Imaginez déposer un cheveu sur une surface grande comme Paris, à quelques rues près. C’est, à l’échelle nanométrique, le défi que relève C12 à chaque fois qu’elle assemble l’un de ses processeurs quantiques. La startup parisienne vient d’annoncer Pick & Place, un procédé breveté de nano assemblage qu’elle a entièrement conçu en interne, et qui change la donne pour la fabrication de ses puces.
Là où la plupart des acteurs du quantique misent sur des qubits supraconducteurs ou des atomes piégés, C12 a fait un pari différent dès sa fondation, en 2020 : construire ses qubits à partir de nanotubes de carbone, des cylindres moléculaires 100 000 fois plus fins qu’un cheveu humain. Une approche unique au monde, issue des laboratoires de l’École normale supérieure, qui offre en théorie une meilleure stabilité des qubits, et donc moins d’erreurs de calcul.
Mais fabriquer ces puces à grande échelle était jusqu’ici un casse-tête. Pick & Place apporte une réponse concrète, le procédé permet de transférer des nanotubes de carbone individuels sur des puces de silicium avec une précision micrométrique, sous vide ou en atmosphère inerte. Surtout, il introduit une étape de présélection, chaque nanotube étant qualifié électriquement avant d’être intégré. C12 est aujourd’hui la seule entreprise au monde capable de réaliser cette opération à l’échelle du qubit.
Le résultat est plus que prometteur. En quatre semaines, C12 a assemblé 50 dispositifs. Il lui fallait toute l’année 2025 pour en produire autant.
Un saut industriel majeur
Jusqu’ici, la croissance des nanotubes et la fabrication des puces étaient deux étapes liées, peu flexibles. En les dissociant, C12 gagne en modularité et peut désormais sélectionner les meilleurs nanotubes avant de les intégrer, et non plus après.
La puce dite Haute Densité illustre cette avancée. Elle intègre 17 dispositifs quantiques sur une même puce, un record pour C12, et la preuve qu’assembler plusieurs nanotubes avec précision et reproductibilité est maintenant faisable en série. Le procédé est aussi partiellement automatisé, ce qui ouvre la voie à une montée en cadence progressive.
Si C12 ne fabrique pas encore des processeurs quantiques en masse, personne ne le fait, elle pose les fondations industrielles pour y parvenir.

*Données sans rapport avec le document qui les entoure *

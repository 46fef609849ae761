//! Optimus Core: domain models, error types and repository traits for
//! the resource reconciliation and backup subsystem.

pub mod error;
pub mod models;
pub mod repository;

pub use error::{ErrorKind, MultiError, OptimusError, OptimusResult, add_error_context};
//! Optimus server entry point.

use std::sync::Arc;

use anyhow::{Context, Result};
use clap::Parser;
use optimus_server::config::{Cli, ServerConfig};
use optimus_server::logging::init_logging;
use optimus_server::state::AppState;
use optimus_store::bigquery::rest::RestClientProvider;
use tokio::net::TcpListener;
use tracing::{error, info};

#[tokio::main]
async fn main() -> Result<()> {
    let cli = Cli::parse();
    let config = ServerConfig::load(&cli)?;
    init_logging(config.log_format);

    info!("starting optimus server");

    let clients = Arc::new(RestClientProvider::new(config.rest_config()));
    let (state, worker) = AppState::build(&config, clients).await?;

    let listener = TcpListener::bind(&config.serve.address)
        .await
        .with_context(|| format!("binding {}", config.serve.address))?;
    optimus_server::serve(listener, Arc::new(state), shutdown_signal()).await?;

    if let Some(worker) = worker {
        if let Err(err) = worker.close().await {
            error!(error = %err, "event worker did not shut down cleanly");
        }
    }

    info!("optimus server stopped");
    Ok(())
}

async fn shutdown_signal() {
    if let Err(err) = tokio::signal::ctrl_c().await {
        error!(error = %err, "cannot listen for shutdown signal");
        std::future::pending::<()>().await;
    }
    info!("shutdown signal received");
}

Feuille de route bien définie
Cette avancée s’inscrit dans une feuille de route technologique qui prévoit quatre générations de processeurs. L’objectif final est de dépasser les 100 000 qubits physiques, intégrables directement dans un datacenter. Un horizon ambitieux, dont la crédibilité repose sur une condition sine qua non : savoir fabriquer ces puces de manière fiable et reproductible. Pick & Place va dans ce sens.
Fondée en 2020, C12 compte aujourd’hui plus de 60 collaborateurs et a levé plus de 25 millions d’euros. Elle recrutait récemment Julien Sarry, ancien de chez Apple, pour justement accélérer son industrialisation.
- C12 dévoile Pick & Place, un procédé breveté qui permet de déposer des nanotubes de carbone sur des puces de silicium avec une précision micrométrique, une première mondiale à l’échelle du qubit.
- La cadence de fabrication a été multipliée par douze : 50 dispositifs assemblés en quatre semaines, contre une année entière auparavant.
- Cette avancée est une brique clé de la feuille de route de C12, qui vise plus de 100 000 qubits physiques d’ici 2033.